=== Task details ===
Consider the data that follows and state how many lines contain the string "struct", using the number alone.

__________

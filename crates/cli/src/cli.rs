use std::net::SocketAddr;
use std::path::PathBuf;

use clap::{Args, Parser, Subcommand, ValueEnum};

#[derive(Parser, Debug)]
#[command(
    name = "edi-report",
    version,
    about = "Pull numeric answers out of development-review PDFs into spreadsheets"
)]
pub struct Cli {
    /// Emit logs as JSON lines
    #[arg(long, global = true, default_value_t = false)]
    pub log_json: bool,

    #[command(subcommand)]
    pub command: Commands,
}

#[derive(Subcommand, Debug)]
pub enum Commands {
    /// Process a directory of project folders, one folder, or a single PDF
    Run(RunArgs),
    /// Serve the pipeline over HTTP
    Serve(ServeArgs),
}

#[derive(Args, Debug, Clone)]
pub struct RunArgs {
    pub path: PathBuf,

    #[command(flatten)]
    pub config: ConfigArgs,
}

#[derive(Args, Debug, Clone)]
pub struct ServeArgs {
    #[arg(long, default_value = "0.0.0.0:3000")]
    pub bind: SocketAddr,

    #[command(flatten)]
    pub config: ConfigArgs,
}

#[derive(Copy, Clone, Debug, Eq, PartialEq, ValueEnum)]
pub enum ProviderArg {
    Openai,
    Ollama,
}

#[derive(Copy, Clone, Debug, Eq, PartialEq, ValueEnum)]
pub enum EmbedderArg {
    Openai,
    Ollama,
    Hash,
}

#[derive(Copy, Clone, Debug, Eq, PartialEq, ValueEnum)]
pub enum BackendArg {
    Memory,
    Qdrant,
}

#[derive(Copy, Clone, Debug, Eq, PartialEq, ValueEnum)]
pub enum FormatArg {
    Xlsx,
    Csv,
}

/// Settings shared by `run` and `serve`. Flags win over environment variables.
#[derive(Args, Debug, Clone, Default)]
pub struct ConfigArgs {
    #[arg(long, env = "OPENAI_API_KEY", hide_env_values = true)]
    pub openai_api_key: Option<String>,

    #[arg(long, env = "OPENAI_BASE_URL")]
    pub openai_url: Option<String>,

    #[arg(long, env = "EDI_LLM_PROVIDER", value_enum)]
    pub llm_provider: Option<ProviderArg>,

    #[arg(long, env = "EDI_LLM_MODEL")]
    pub llm_model: Option<String>,

    #[arg(long)]
    pub temperature: Option<f32>,

    #[arg(long, env = "EDI_EMBEDDING_PROVIDER", value_enum)]
    pub embedding_provider: Option<EmbedderArg>,

    #[arg(long, env = "EDI_EMBEDDING_MODEL")]
    pub embedding_model: Option<String>,

    #[arg(long, env = "EDI_OLLAMA_URL")]
    pub ollama_url: Option<String>,

    /// Chunks placed in the context of each question
    #[arg(long, env = "EDI_TOP_K")]
    pub top_k: Option<usize>,

    #[arg(long)]
    pub chunk_size: Option<usize>,

    #[arg(long)]
    pub chunk_overlap: Option<usize>,

    #[arg(long, value_enum)]
    pub index: Option<BackendArg>,

    #[arg(long, env = "EDI_QDRANT_URL")]
    pub qdrant_url: Option<String>,

    /// Retries for transient service failures; 0 disables retrying
    #[arg(long)]
    pub max_retries: Option<usize>,

    /// Question catalog JSON file replacing the built-in questions
    #[arg(long)]
    pub catalog: Option<PathBuf>,

    /// Where spreadsheets are written (default: next to each processed folder)
    #[arg(long)]
    pub output_dir: Option<PathBuf>,

    #[arg(long, value_enum)]
    pub format: Option<FormatArg>,

    /// Also write `<name>.answers.json` with every question and response
    #[arg(long, default_value_t = false)]
    pub answers_log: bool,

    /// Treat every folder below the path that holds PDFs as a project
    #[arg(long, default_value_t = false)]
    pub recursive: bool,

    /// Stop the whole batch on an authentication or quota failure
    #[arg(long, default_value_t = false)]
    pub stop_on_fatal: bool,
}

__________

=== Answer to this exercise ===
4